La fiscalía tiene otro medio, cual es el de la inscripción de la investigación en el folio para evitar como ella lo indica que se sigua presentando las supuesta estafas que investiga.”
6. CONSIDERACIONES DE LA CORTE: 1. De conformidad con la preceptiva del artículo 1º, numeral 2º del Decreto 1382 del 12 de julio de 2000, es competente esta Sala para pronunciarse sobre la impugnación interpuesta porque la decisión fue proferida por la Sala Penal del Tribunal Superior del Distrito Judicial de Bogotá, de la cual es su superior funcional. 2.
La acción de tutela es una institución que consagró la Constitución de 1991, para proteger los derechos fundamentales de las personas, de lesiones o amenazas de vulneración por parte de una autoridad pública y, bajo ciertos supuestos, por un particular; se trata de un procedimiento judicial específico, autónomo, directo y sumario, que en ningún caso puede sustituir los procesos judiciales que establece la ley y en ese sentido la acción de tutela no es una institución procesal alternativa o supletoria. 3.
Para su procedencia se requiere el cumplimiento de algunos requisitos, siendo uno de ellos y quizás el primero y más elemental, la existencia cierta del agravio, lesión o amenaza a uno o varios derechos fundamentales que demande la inmediata intervención del juez de tutela en orden a hacerla cesar, motivo por el cual la solicitud de amparo debe contener un mínimo de demostración en cuanto a la vulneración que afecta los derechos que se quieren proteger, pues si no son objeto de ataque o amenaza carece de sentido hablar de la necesidad de amparo, criterio igualmente sostenido por la jurisprudencia constitucional al señalar que: “…es indispensable un mínimo de evidencia fáctica, de suerte que sea razonable pensar en la realización del daño o en el menoscabo material o moral del derecho cuya efectividad se solicita a través de la acción de tutela.

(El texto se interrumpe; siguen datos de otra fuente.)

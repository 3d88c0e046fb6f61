//! Statistics-guided ordering of basic graph patterns
//!
//! Patterns of a BGP are joined left to right, so the order decides how
//! many intermediate rows the nested-loop join produces. The optimizer
//! estimates each pattern's cardinality from graph statistics and greedily
//! picks the cheapest pattern that shares a variable with what is already
//! bound, penalising cartesian products.

use std::collections::HashSet;

use tracing::trace;

use super::algebra::TriplePattern;
use crate::store::Graph;
use crate::term::{Term, Variable};

/// Statistics about the data for cost estimation
#[derive(Clone, Debug, Default)]
pub struct DataStatistics {
    /// Total number of triples
    pub triple_count: usize,
    /// Distinct subjects
    pub subject_count: usize,
    /// Distinct predicates
    pub predicate_count: usize,
    /// Distinct objects
    pub object_count: usize,
}

impl DataStatistics {
    /// Collect statistics from a graph; all counts come from the indexes
    pub fn collect(graph: &Graph) -> Self {
        let collection = graph.collection();
        DataStatistics {
            triple_count: collection.len(),
            subject_count: collection.distinct_subjects(),
            predicate_count: collection.distinct_predicates(),
            object_count: collection.distinct_objects(),
        }
    }

    /// Estimate the fraction of triples matching a pattern. Variables in
    /// `bound` count as bound to an unknown value.
    pub fn estimate_selectivity(&self, graph: &Graph, pattern: &TriplePattern, bound: &HashSet<&Variable>) -> f64 {
        if self.triple_count == 0 {
            return 0.0;
        }
        let total = self.triple_count as f64;
        let collection = graph.collection();
        let mut selectivity = 1.0;

        selectivity *= match position(&pattern.subject, bound) {
            Position::Constant(t) => collection.subject_count(t) as f64 / total,
            Position::Joined => 1.0 / self.subject_count.max(1) as f64,
            Position::Free => 1.0,
        };
        selectivity *= match position(&pattern.predicate, bound) {
            Position::Constant(t) => collection.predicate_count(t) as f64 / total,
            Position::Joined => 1.0 / self.predicate_count.max(1) as f64,
            Position::Free => 1.0,
        };
        selectivity *= match position(&pattern.object, bound) {
            Position::Constant(t) => collection.object_count(t) as f64 / total,
            Position::Joined => 1.0 / self.object_count.max(1) as f64,
            Position::Free => 1.0,
        };

        selectivity
    }

    /// Estimate result cardinality for a pattern
    pub fn estimate_cardinality(&self, graph: &Graph, pattern: &TriplePattern, bound: &HashSet<&Variable>) -> f64 {
        self.triple_count as f64 * self.estimate_selectivity(graph, pattern, bound)
    }
}

enum Position<'a> {
    Constant(&'a Term),
    Joined,
    Free,
}

fn position<'a>(term: &'a Term, bound: &HashSet<&Variable>) -> Position<'a> {
    match term {
        Term::Variable(v) if bound.contains(v) => Position::Joined,
        Term::Variable(_) => Position::Free,
        t => Position::Constant(t),
    }
}

/// Return the patterns in greedy join order
pub fn order_patterns(graph: &Graph, patterns: &[TriplePattern]) -> Vec<TriplePattern> {
    if patterns.len() < 2 {
        return patterns.to_vec();
    }
    let stats = DataStatistics::collect(graph);
    let mut remaining: Vec<&TriplePattern> = patterns.iter().collect();
    let mut bound: HashSet<&Variable> = HashSet::new();
    let mut ordered = Vec::with_capacity(patterns.len());

    while !remaining.is_empty() {
        let mut best_idx = 0;
        let mut best_score = f64::MAX;

        for (idx, pattern) in remaining.iter().enumerate() {
            let cardinality = stats.estimate_cardinality(graph, pattern, &bound);
            let shared = pattern.variables().iter().filter(|v| bound.contains(*v)).count();
            let connected = bound.is_empty() || shared > 0 || pattern.variables().is_empty();

            // Score: prefer joined patterns with few expected rows
            let score = if connected { cardinality } else { cardinality * 1000.0 + 1.0 };
            if score < best_score {
                best_score = score;
                best_idx = idx;
            }
        }

        let next = remaining.remove(best_idx);
        trace!(pattern = %next, estimate = best_score, "bgp pattern scheduled");
        bound.extend(next.variables());
        ordered.push(next.clone());
    }

    ordered
}

#[cfg(test)]
mod tests {
    use super::*;
    use crate::term::Triple;

    fn ex(s: &str) -> Term {
        Term::uri(format!("http://ex.org/{}", s))
    }

    fn graph() -> Graph {
        let mut triples = Vec::new();
        for i in 0..50 {
            triples.push(Triple::new(ex(&format!("p{}", i)), ex("type"), ex("Person")).unwrap());
        }
        triples.push(Triple::new(ex("p1"), ex("email"), Term::literal("a@ex.org")).unwrap());
        triples.into_iter().collect()
    }

    #[test]
    fn test_statistics_collection() {
        let stats = DataStatistics::collect(&graph());
        assert_eq!(stats.triple_count, 51);
        assert_eq!(stats.subject_count, 50);
        assert_eq!(stats.predicate_count, 2);
        assert_eq!(stats.object_count, 2);
    }

    #[test]
    fn test_selectivity_uses_index_counts() {
        let g = graph();
        let stats = DataStatistics::collect(&g);
        let bound = HashSet::new();
        let typed = TriplePattern::new(Term::var("x"), ex("type"), ex("Person"));
        let email = TriplePattern::new(Term::var("x"), ex("email"), Term::var("e"));
        assert!(
            stats.estimate_cardinality(&g, &email, &bound) < stats.estimate_cardinality(&g, &typed, &bound)
        );
        let missing = TriplePattern::new(Term::var("x"), ex("nothing"), Term::var("y"));
        assert_eq!(stats.estimate_cardinality(&g, &missing, &bound), 0.0);
    }

    #[test]
    fn test_join_ordering() {
        let g = graph();
        let patterns = vec![
            TriplePattern::new(Term::var("x"), ex("type"), ex("Person")),
            TriplePattern::new(Term::var("y"), ex("type"), ex("Person")),
            TriplePattern::new(Term::var("x"), ex("email"), Term::var("e")),
        ];
        let ordered = order_patterns(&g, &patterns);
        assert_eq!(ordered[0], patterns[2]);
        // the connected pattern comes before the cartesian product
        assert_eq!(ordered[1], patterns[0]);
        assert_eq!(ordered[2], patterns[1]);
    }
}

Por consiguiente, quien pretende la protección judicial de un derecho fundamental debe demostrar los supuestos fácticos en que se funda su pretensión, como quiera que es razonable sostener que quien conoce la manera exacta como se presentan los hechos y las consecuencias de los mismos, es quien padece el daño o la amenaza de afectación”. 4.
En el asunto objeto de estudio, la Sala confirmará el fallo impugnado porque pronto se advierte la ausencia del mencionado presupuesto porque SUGEY ADRIANA MARTÍNEZ RODRÍGUEZ, no logra demostrar de qué manera se les estén vulnerando las garantías fundamentales que pretende proteja el juez de tutela, si se tiene en cuenta que la investigación que cursa en contra del representante legal de la compraventa SEGUROS Y VEHÍCULOS A TODA HORA, por el presunto delito de estafa agravada, se adelanta conforme a los parámetros establecidos en la Ley 906 de 2004, y en tal sentido se advierte que su petición de entrega provisional del vehículo fue atendida oportunamente, y si bien no se accedió a la misma, también lo es que la Fiscalía Noventa y nueve Delegada ante los Jueces Penales del Circuito de Bogotá, explicó los motivos que la llevaron a ordenar la inmovilización del rodante.
De otra parte debe tenerse en cuenta que bajo el esquema del sistema acusatorio, la decisión judicial relacionada a la limitación de la propiedad, no se encuentra en manos de la Fiscalía, sino de los Jueces de la República, quienes deben someter a control y examen de legalidad la labor del instructor. En consecuencia, si a bien lo tiene la accionante, puede acudir ante el Juez Penal Municipal con Función Control de Garantías de Bogotá, con los argumentos que presenta en el marco de esta acción constitucional, más los elementos materiales probatorios que tenga en su poder, para solicitar la entrega provisional del vehículo, funcionario que finalmente deberá estudiar la proporcionalidad de la decisión limitadora de la propiedad, en términos de los fines establecidos en el inciso 3º del artículo 85 del C.P.P. y ante una eventual negativa podrá interponer los recursos que le ofrece la ley –reposición y apelación-. 5.
En tales condiciones, se concluye que no existe agravio o amenaza a los derechos fundamentales a que hace referencia la accionante, motivo por el cual la acción de tutela incoada resulta improcedente, además de conformidad con el inciso 4 del artículo 86 de la Constitución Política, la acción de tutela: “ Solo procederá cuando el afectado no disponga de otro medio de defensa judicial, salvo que aquella se utilice como mecanismo transitorio para evitar un perjuicio irremediable”.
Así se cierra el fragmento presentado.